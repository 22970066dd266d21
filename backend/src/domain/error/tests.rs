//! Tests for domain error messages and categories.

use super::*;
use crate::domain::PERSON_NAME_MAX;
use rstest::rstest;

#[rstest]
#[case(Error::PersonNotFound(PersonId::new(999)), ErrorCode::NotFound, "Person 999 not found.")]
#[case(
    Error::from(NameValidationError::Empty),
    ErrorCode::InvalidRequest,
    "Invalid name! The name must not be empty!"
)]
#[case(
    Error::from(NameValidationError::TooLong { max: PERSON_NAME_MAX }),
    ErrorCode::InvalidRequest,
    "Invalid name! The name must be no longer than 50 characters!"
)]
#[case(
    Error::missing_parameter("name"),
    ErrorCode::InvalidRequest,
    "Required String parameter 'name' is not present"
)]
#[case(
    Error::invalid_parameter("sort", "No property 'age' found for type 'Person'"),
    ErrorCode::InvalidRequest,
    "No property 'age' found for type 'Person'"
)]
#[case(
    Error::no_handler("PATCH", "/person"),
    ErrorCode::NotFound,
    "No handler found for PATCH /person"
)]
#[case(
    Error::unexpected("person repository connection failed: refused"),
    ErrorCode::InternalError,
    "person repository connection failed: refused"
)]
fn variants_carry_code_and_message(
    #[case] error: Error,
    #[case] code: ErrorCode,
    #[case] message: &str,
) {
    assert_eq!(error.code(), code);
    assert_eq!(error.to_string(), message);
}

#[rstest]
fn error_code_serialises_as_snake_case() {
    let value = serde_json::to_value(ErrorCode::InvalidRequest).expect("serialise code");
    assert_eq!(value, serde_json::json!("invalid_request"));
}
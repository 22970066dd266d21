//! `bb8` connection pool for async Diesel PostgreSQL connections.

use std::time::Duration;

use diesel_async::AsyncPgConnection;
use diesel_async::pooled_connection::AsyncDieselConnectionManager;
use diesel_async::pooled_connection::bb8::{Pool, PooledConnection};

/// Default upper bound on open connections.
pub const DEFAULT_MAX_CONNECTIONS: u32 = 10;

/// Default time allowed for a connection checkout.
pub const DEFAULT_CONNECTION_TIMEOUT: Duration = Duration::from_secs(30);

/// Errors raised while building the pool or checking out a connection.
#[derive(Debug, Clone, PartialEq, Eq, thiserror::Error)]
pub enum PoolError {
    /// No connection became available within the timeout.
    #[error("failed to get connection from pool: {message}")]
    Checkout { message: String },

    /// The pool could not be constructed.
    #[error("failed to build connection pool: {message}")]
    Build { message: String },
}

/// Pool settings.
///
/// ```ignore
/// let config = PoolConfig::new("postgres://localhost/persons").with_max_size(4);
/// ```
#[derive(Debug, Clone)]
pub struct PoolConfig {
    database_url: String,
    max_size: u32,
    connection_timeout: Duration,
}

impl PoolConfig {
    /// Settings for `database_url` with default limits.
    pub fn new(database_url: impl Into<String>) -> Self {
        Self {
            database_url: database_url.into(),
            max_size: DEFAULT_MAX_CONNECTIONS,
            connection_timeout: DEFAULT_CONNECTION_TIMEOUT,
        }
    }

    /// Cap the number of open connections. Zero is raised to one.
    pub fn with_max_size(mut self, max_size: u32) -> Self {
        self.max_size = max_size.max(1);
        self
    }
}

/// Shared async connection pool.
#[derive(Clone)]
pub struct DbPool {
    inner: Pool<AsyncPgConnection>,
}

impl DbPool {
    /// Build a pool from `config`.
    ///
    /// # Errors
    ///
    /// Returns [`PoolError::Build`] if the pool cannot be constructed.
    pub async fn new(config: PoolConfig) -> Result<Self, PoolError> {
        let manager = AsyncDieselConnectionManager::<AsyncPgConnection>::new(config.database_url);
        let inner = Pool::builder()
            .max_size(config.max_size)
            .connection_timeout(config.connection_timeout)
            .build(manager)
            .await
            .map_err(|err| PoolError::Build {
                message: err.to_string(),
            })?;
        Ok(Self { inner })
    }

    /// Check out a connection.
    ///
    /// # Errors
    ///
    /// Returns [`PoolError::Checkout`] when the checkout times out or the
    /// connection cannot be established.
    pub async fn get(&self) -> Result<PooledConnection<'_, AsyncPgConnection>, PoolError> {
        self.inner.get().await.map_err(|err| PoolError::Checkout {
            message: err.to_string(),
        })
    }
}
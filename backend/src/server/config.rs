//! HTTP server configuration object and helpers.

use std::net::SocketAddr;

use person_registry::outbound::persistence::DbPool;

/// Builder-style configuration for creating the HTTP server.
pub struct ServerConfig {
    pub(crate) bind_addr: SocketAddr,
    pub(crate) db_pool: Option<DbPool>,
}

impl ServerConfig {
    /// Configuration binding `bind_addr` with the in-memory store.
    #[must_use]
    pub fn new(bind_addr: SocketAddr) -> Self {
        Self {
            bind_addr,
            db_pool: None,
        }
    }

    /// Attach a database connection pool; the server then stores persons in
    /// PostgreSQL instead of process memory.
    #[must_use]
    pub fn with_db_pool(mut self, pool: DbPool) -> Self {
        self.db_pool = Some(pool);
        self
    }
}
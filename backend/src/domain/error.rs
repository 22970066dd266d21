//! Domain-level error types.
//!
//! These errors are transport agnostic. The HTTP adapter maps them to status
//! codes and the `{url, status, message}` payload in
//! [`crate::inbound::http::error`]; the `Display` text of each variant is the
//! client-facing message.

use serde::Serialize;

use super::{NameValidationError, PersonId};

/// Stable machine-readable category of a domain failure.
#[derive(Debug, Clone, Copy, PartialEq, Eq, Hash, Serialize)]
#[serde(rename_all = "snake_case")]
pub enum ErrorCode {
    /// The request is malformed or fails validation.
    InvalidRequest,
    /// The requested resource does not exist.
    NotFound,
    /// An unexpected error occurred inside the domain or its adapters.
    InternalError,
}

/// Terminal failure of a single request.
///
/// # Examples
/// ```
/// use person_registry::domain::{Error, ErrorCode, PersonId};
///
/// let err = Error::PersonNotFound(PersonId::new(10));
/// assert_eq!(err.code(), ErrorCode::NotFound);
/// assert_eq!(err.to_string(), "Person 10 not found.");
/// ```
#[derive(Debug, Clone, PartialEq, Eq, thiserror::Error)]
pub enum Error {
    /// No person is stored under the identifier.
    #[error("Person {0} not found.")]
    PersonNotFound(PersonId),
    /// The supplied name failed the naming grammar.
    #[error(transparent)]
    InvalidName(#[from] NameValidationError),
    /// A required request parameter was absent.
    #[error("Required String parameter '{0}' is not present")]
    MissingParameter(String),
    /// A request parameter was present but could not be interpreted.
    #[error("{message}")]
    InvalidParameter { name: String, message: String },
    /// No route matches the request method and path.
    #[error("No handler found for {method} {path}")]
    NoHandler { method: String, path: String },
    /// Any other failure, typically raised by a storage adapter.
    #[error("{0}")]
    Unexpected(String),
}

impl Error {
    /// Convenience constructor for [`Error::MissingParameter`].
    pub fn missing_parameter(name: impl Into<String>) -> Self {
        Self::MissingParameter(name.into())
    }

    /// Convenience constructor for [`Error::InvalidParameter`].
    pub fn invalid_parameter(name: impl Into<String>, message: impl Into<String>) -> Self {
        Self::InvalidParameter {
            name: name.into(),
            message: message.into(),
        }
    }

    /// Convenience constructor for [`Error::NoHandler`].
    pub fn no_handler(method: impl Into<String>, path: impl Into<String>) -> Self {
        Self::NoHandler {
            method: method.into(),
            path: path.into(),
        }
    }

    /// Convenience constructor for [`Error::Unexpected`].
    pub fn unexpected(message: impl Into<String>) -> Self {
        Self::Unexpected(message.into())
    }

    /// Stable machine-readable error category.
    pub fn code(&self) -> ErrorCode {
        match self {
            Self::InvalidName(_) | Self::MissingParameter(_) | Self::InvalidParameter { .. } => {
                ErrorCode::InvalidRequest
            }
            Self::PersonNotFound(_) | Self::NoHandler { .. } => ErrorCode::NotFound,
            Self::Unexpected(_) => ErrorCode::InternalError,
        }
    }
}

#[cfg(test)]
mod tests;
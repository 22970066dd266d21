//! Diesel table definitions.
//!
//! Must match `backend/migrations` exactly; regenerate with
//! `diesel print-schema` after changing a migration.

diesel::table! {
    /// Registered persons.
    persons (id) {
        /// Primary key drawn from the `BIGSERIAL` sequence.
        id -> Int8,
        /// Validated person name (at most 50 characters).
        name -> Varchar,
    }
}
//! Move-selection policies.
//!
//! A policy only proposes. The shared game state decides, and the actor
//! feeds every rejected candidate back in as `tried` so that one turn
//! window never submits the same cell twice.

use crate::{Board, Position};
use rand::rngs::SmallRng;
use rand::{Rng, SeedableRng};
use serde::{Deserialize, Serialize};
use tracing::{instrument, trace};

/// Strategy for choosing the next candidate cell.
pub trait MovePolicy: Send + std::fmt::Debug {
    /// Proposes a cell given the current board and the cells already
    /// rejected during this turn window. `None` means nothing is left to try.
    fn propose(&mut self, board: &Board, tried: &[Position]) -> Option<Position>;

    /// Which kind of policy this is.
    fn kind(&self) -> PolicyKind;
}

/// Names a policy in configuration and on the command line.
#[derive(
    Debug,
    Clone,
    Copy,
    PartialEq,
    Eq,
    Hash,
    Serialize,
    Deserialize,
    strum::Display,
    strum::EnumString,
)]
#[serde(rename_all = "lowercase")]
#[strum(serialize_all = "lowercase", ascii_case_insensitive)]
pub enum PolicyKind {
    /// Row-major scan for the first free cell.
    Sequential,
    /// Uniform random probing.
    Random,
}

impl PolicyKind {
    /// Human-readable strategy name for banners.
    pub fn label(self) -> &'static str {
        match self {
            PolicyKind::Sequential => "sequential strategy",
            PolicyKind::Random => "random strategy",
        }
    }

    /// Builds the policy. `seed` only affects [`PolicyKind::Random`].
    #[instrument]
    pub fn build(self, seed: Option<u64>) -> Box<dyn MovePolicy> {
        match self {
            PolicyKind::Sequential => Box::new(Sequential),
            PolicyKind::Random => Box::new(RandomProbe::new(seed)),
        }
    }
}

/// Scans cells in row-major order and proposes the first empty one that
/// has not been tried yet this window.
#[derive(Debug, Clone, Copy, Default)]
pub struct Sequential;

impl MovePolicy for Sequential {
    fn propose(&mut self, board: &Board, tried: &[Position]) -> Option<Position> {
        Position::ALL
            .into_iter()
            .find(|pos| board.is_empty(*pos) && !tried.contains(pos))
    }

    fn kind(&self) -> PolicyKind {
        PolicyKind::Sequential
    }
}

/// Probes uniformly random cells until the game state accepts one.
///
/// The probe is blind to occupancy: it draws from every cell not yet
/// rejected this window and lets the game state do the validating.
#[derive(Debug, Clone)]
pub struct RandomProbe {
    rng: SmallRng,
}

impl RandomProbe {
    /// Creates a probe, reproducible when `seed` is given.
    pub fn new(seed: Option<u64>) -> Self {
        let rng = match seed {
            Some(seed) => SmallRng::seed_from_u64(seed),
            None => SmallRng::from_os_rng(),
        };
        Self { rng }
    }
}

impl MovePolicy for RandomProbe {
    fn propose(&mut self, _board: &Board, tried: &[Position]) -> Option<Position> {
        let untried: Vec<Position> = Position::ALL
            .into_iter()
            .filter(|pos| !tried.contains(pos))
            .collect();
        if untried.is_empty() {
            return None;
        }
        let pick = untried[self.rng.random_range(0..untried.len())];
        trace!(%pick, remaining = untried.len(), "Random probe");
        Some(pick)
    }

    fn kind(&self) -> PolicyKind {
        PolicyKind::Random
    }
}

#[cfg(test)]
mod tests {
    use super::*;
    use crate::{Player, Square};
    use std::str::FromStr;

    #[test]
    fn test_sequential_skips_occupied_and_tried() {
        let mut board = Board::new();
        board.set(Position::ALL[0], Square::Occupied(Player::O));
        let mut policy = Sequential;
        assert_eq!(policy.propose(&board, &[]), Some(Position::ALL[1]));
        assert_eq!(
            policy.propose(&board, &[Position::ALL[1]]),
            Some(Position::ALL[2])
        );
    }

    #[test]
    fn test_sequential_exhausted() {
        let mut policy = Sequential;
        assert_eq!(policy.propose(&Board::new(), &Position::ALL), None);
    }

    #[test]
    fn test_random_never_repeats_within_window() {
        let mut policy = RandomProbe::new(Some(7));
        let board = Board::new();
        let mut tried = Vec::new();
        while let Some(pos) = policy.propose(&board, &tried) {
            assert!(!tried.contains(&pos));
            tried.push(pos);
        }
        assert_eq!(tried.len(), 9);
    }

    #[test]
    fn test_random_is_reproducible_with_seed() {
        let board = Board::new();
        let mut a = RandomProbe::new(Some(42));
        let mut b = RandomProbe::new(Some(42));
        for _ in 0..20 {
            assert_eq!(a.propose(&board, &[]), b.propose(&board, &[]));
        }
    }

    #[test]
    fn test_policy_kind_parsing() {
        assert_eq!(PolicyKind::from_str("sequential"), Ok(PolicyKind::Sequential));
        assert_eq!(PolicyKind::from_str("Random"), Ok(PolicyKind::Random));
        assert!(PolicyKind::from_str("minimax").is_err());
        assert_eq!(PolicyKind::Random.to_string(), "random");
        assert_eq!(PolicyKind::Random.build(Some(1)).kind(), PolicyKind::Random);
    }
}
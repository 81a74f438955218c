//! Tandem - two players, two threads, one board.

#![warn(missing_docs)]

use anyhow::Result;
use clap::Parser;
use tandem::{Cli, MatchConfig, run_match};
use tracing::info;
use tracing_subscriber::EnvFilter;

fn main() -> Result<()> {
    // Load .env file
    dotenvy::dotenv().ok();

    tracing_subscriber::fmt()
        .with_env_filter(
            EnvFilter::try_from_default_env()
                .unwrap_or_else(|_| EnvFilter::new("warn,tandem=info,tandem_tictactoe=info")),
        )
        .with_writer(std::io::stderr)
        .init();

    let cli = Cli::parse();
    let config = cli.apply(MatchConfig::load_or_default(&cli.config)?);
    info!(?config, "Starting match");

    let stdout = std::io::stdout();
    let summary = run_match(&config, &mut stdout.lock())?;
    info!(moves = summary.moves(), status = %summary.status(), "Done");

    Ok(())
}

.....

TASK TO CARRY OUT :: The answer is each line in which the word "backend" occurs, copied from the material above.

TASK OUTPUT ::
filename backend/src/domain/error/tests.rs
filename backend/src/server/config.rs
filename backend/src/domain/error.rs
//! Must match `backend/migrations` exactly; regenerate with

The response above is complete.